Portland Sports Fans Fail to Show Up for the Next Generation of Women Athletes

“There are always a lot more people showing up for men’s games than women’s.”

GOOD SEATS STILL AVAILABLE: The grandstands at Jefferson High School during a March 7 girls basketball playoff game. (Eric Shelby)

Gwenie Lee is a junior at Lincoln High School, covering Portland Interscholastic League sports from a student perspective. This story is part of a new initiative by WW to develop young voices in journalism.


As Portland Interscholastic League teams approach the OSAA 6A boys and girls basketball playoffs at the Chiles Center, many female athletes are asking:

Why does it feel like no one supports women’s sports?

Well, almost no one. Parents regularly attend their daughters’ games. Now and then, a teacher or staff member will make a brief appearance. But why does the energy for the boys teams not transfer to the girls? Where are true sports fans when female athletes are competing for championships or school pride?

Let’s look at the results and the attendance figures. This football season was not kind to PIL teams; once again, no PIL teams finished in Oregon 6A football’s top 10.

Girls cross country and soccer, meanwhile, were standouts during the fall sports season.

In girls cross country, Lincoln won its first state championship since 1978, and Franklin placed fourth. In girls soccer, Grant topped the state rankings for most of the regular season and was even ranked 10th in the nation before losing in the state championship finals.

Yet, those girls teams rarely played before the crowds they deserved. Though many deny it, students ultimately view boys sports as more exciting and competitive than girls, and support them accordingly.

During the 2024–25 fall and winter sports seasons at Lincoln, the most tickets sold for a football game, excluding Homecoming, was 1,005 tickets. The most tickets purchased for a girls volleyball game?

Sixty-seven.

And that celebrated surge of interest in women’s basketball, generated by the play of Catlin Clark and Angel Reese in the NCAA tournament and their rookie seasons in the Women’s National Basketball Association? The most tickets purchased for a single girls basketball game at Lincoln was 63, barely half the attendance for the boys game.

Aileen Droege, a junior soccer player at Lincoln, is frustrated by the meager support for girls high school sports in Portland.

Aileen Droege (Courtesy of Aileen Droege)

“There are always a lot more people showing up for men’s games than women’s,” Droge says. “This is really sad because, personally, I find women’s games more enjoyable. Because there is already a stigma and stereotypes of women’s sports, people assume they are less interesting.”

Across the Willamette, basketball players at Cleveland feel the same dramatic difference in fan support. During the 2023–24 season, the girls watched most of the students who attended the boys home game wander off before their game began on the same floor.

Kamakila Waiwaiole, a senior on the girls teams, posted her dismay about the walkout on Instagram and received a slew of sexually lewd and hateful comments from the Cleveland community.

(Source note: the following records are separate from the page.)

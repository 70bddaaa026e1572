use clap::Parser;
use livepreview::cli::{run_cli, Cli};

fn main() -> anyhow::Result<()> {
    run_cli(Cli::parse())
}
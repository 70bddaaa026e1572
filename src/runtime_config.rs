//! # Runtime Configuration Module
//!
//! Environment-driven settings for the `may` coroutine runtime that serves every
//! connection.
//!
//! ## Environment Variables
//!
//! ### `LIVEPREVIEW_STACK_SIZE`
//!
//! Stack size for connection coroutines. Middleware run on these stacks, so a chain
//! that formats large strings or recurses deeply may need more than the default.
//! Accepts decimal (`65536`) or hexadecimal (`0x10000`).
//!
//! Default: `0x10000` (64 KB)
//!
//! ```bash
//! export LIVEPREVIEW_STACK_SIZE=0x20000
//! livepreview serve _site
//! ```

use std::env;
use std::sync::Once;

const DEFAULT_STACK_SIZE: usize = 0x10000;

static APPLY: Once = Once::new();

/// Runtime configuration loaded from environment variables.
#[derive(Debug, Clone, Copy)]
pub struct RuntimeConfig {
    /// Stack size for coroutines in bytes (default: 64 KB / 0x10000)
    pub stack_size: usize,
}

impl RuntimeConfig {
    /// Load configuration from environment variables.
    #[must_use]
    pub fn from_env() -> Self {
        let stack_size = match env::var("LIVEPREVIEW_STACK_SIZE") {
            Ok(val) => parse_size(&val).unwrap_or(DEFAULT_STACK_SIZE),
            Err(_) => DEFAULT_STACK_SIZE,
        };
        RuntimeConfig { stack_size }
    }

    /// Configure the `may` runtime. Only the first call in a process has an effect.
    pub fn apply_once(self) {
        APPLY.call_once(|| {
            may::config().set_stack_size(self.stack_size);
        });
    }
}

fn parse_size(val: &str) -> Option<usize> {
    let val = val.trim();
    match val.strip_prefix("0x").or_else(|| val.strip_prefix("0X")) {
        Some(hex) => usize::from_str_radix(hex, 16).ok(),
        None => val.parse().ok(),
    }
}

#[cfg(test)]
mod tests {
    use super::*;

    #[test]
    fn test_parse_size() {
        assert_eq!(parse_size("0x8000"), Some(0x8000));
        assert_eq!(parse_size("32768"), Some(32768));
        assert_eq!(parse_size("lots"), None);
    }
}
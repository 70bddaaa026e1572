use http::header::CONTENT_TYPE;
use http::{HeaderValue, Method, StatusCode};
use livepreview::middleware::{Flow, RequestContext};
use livepreview::{
    from_fn, IncomingRequest, Middleware, MiddlewareChain, MiddlewareError, Next,
    ResponseAccumulator,
};
use std::sync::atomic::{AtomicUsize, Ordering};
use std::sync::Arc;

/// Counts requests and refuses paths below `/private/`.
struct Gatekeeper {
    seen: AtomicUsize,
}

impl Middleware for Gatekeeper {
    fn handle(
        &self,
        req: &IncomingRequest,
        res: &mut ResponseAccumulator,
        next: &mut Next,
    ) -> anyhow::Result<()> {
        self.seen.fetch_add(1, Ordering::SeqCst);
        if req.path.starts_with("/private/") {
            res.write_head(
                StatusCode::FORBIDDEN,
                [(CONTENT_TYPE, HeaderValue::from_static("text/plain"))],
            );
            res.end_with("forbidden");
        } else {
            next.proceed();
        }
        Ok(())
    }
}

fn chain_with(gate: &Arc<Gatekeeper>) -> MiddlewareChain {
    let tail = from_fn(|_, res, next| {
        res.try_set_header("X-Chain", "tail")?;
        next.proceed();
        Ok(())
    });
    let gate: Arc<dyn Middleware> = Arc::clone(gate) as Arc<dyn Middleware>;
    MiddlewareChain::from(vec![gate, tail])
}

#[test]
fn test_struct_middleware_ends_request() {
    let gate = Arc::new(Gatekeeper {
        seen: AtomicUsize::new(0),
    });
    let chain = chain_with(&gate);
    let mut ctx = RequestContext::new(IncomingRequest::new(Method::GET, "/private/notes.html"));

    assert_eq!(chain.run(&mut ctx).unwrap(), Flow::Ended { index: 0 });
    assert_eq!(ctx.response.status(), StatusCode::FORBIDDEN);
    assert_eq!(ctx.response.body_text(), "forbidden");
    assert!(ctx.response.header("x-chain").is_none());
    assert_eq!(gate.seen.load(Ordering::SeqCst), 1);
}

#[test]
fn test_chain_is_shared_across_requests() {
    let gate = Arc::new(Gatekeeper {
        seen: AtomicUsize::new(0),
    });
    let chain = chain_with(&gate);

    let handles: Vec<_> = (0..8)
        .map(|i| {
            let chain = chain.clone();
            std::thread::spawn(move || {
                let mut ctx =
                    RequestContext::new(IncomingRequest::new(Method::GET, format!("/page{i}.html")));
                let flow = chain.run(&mut ctx).unwrap();
                (flow, ctx.response.header("x-chain").cloned())
            })
        })
        .collect();
    for handle in handles {
        let (flow, header) = handle.join().unwrap();
        assert_eq!(flow, Flow::Fallthrough);
        assert_eq!(header.unwrap(), "tail");
    }
    assert_eq!(gate.seen.load(Ordering::SeqCst), 8);
}

#[test]
fn test_invalid_header_from_middleware_is_failure() {
    let bad = from_fn(|_, res, next| {
        res.try_set_header("bad header", "x")?;
        next.proceed();
        Ok(())
    });
    let chain = MiddlewareChain::from(vec![bad]);
    let mut ctx = RequestContext::new(IncomingRequest::new(Method::GET, "/"));
    let err = chain.run(&mut ctx).unwrap_err();
    assert!(matches!(err, MiddlewareError::Failed { index: 0, .. }));
    assert!(err.to_string().contains("middleware #0"));
}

“Boys show up for the boys, where the f--k are the bitches at?” one sports aficionado said. Another told Waiwaiole, “Nobody stays for [your] games because you guys all suck.”

“The students leaving the gym didn’t impact us much because, unfortunately, we’re accustomed to smaller crowds compared to the boys games,” Waiwaiole says “We still went out there and played hard, and even won that game.”

The reaction to her Instagram post was more troubling, Waiwaiole added: “It was challenging to stay focused on basketball with all the external attention and comments affecting many of the girls on the team.”

Feelings of isolation and insignificance are common for Portland female athletes because of the diminished support from their peers and their city. If the PIL truly wants to help girls sports teams, it must celebrate the most successful teams and find ways to encourage school communities to rally around them.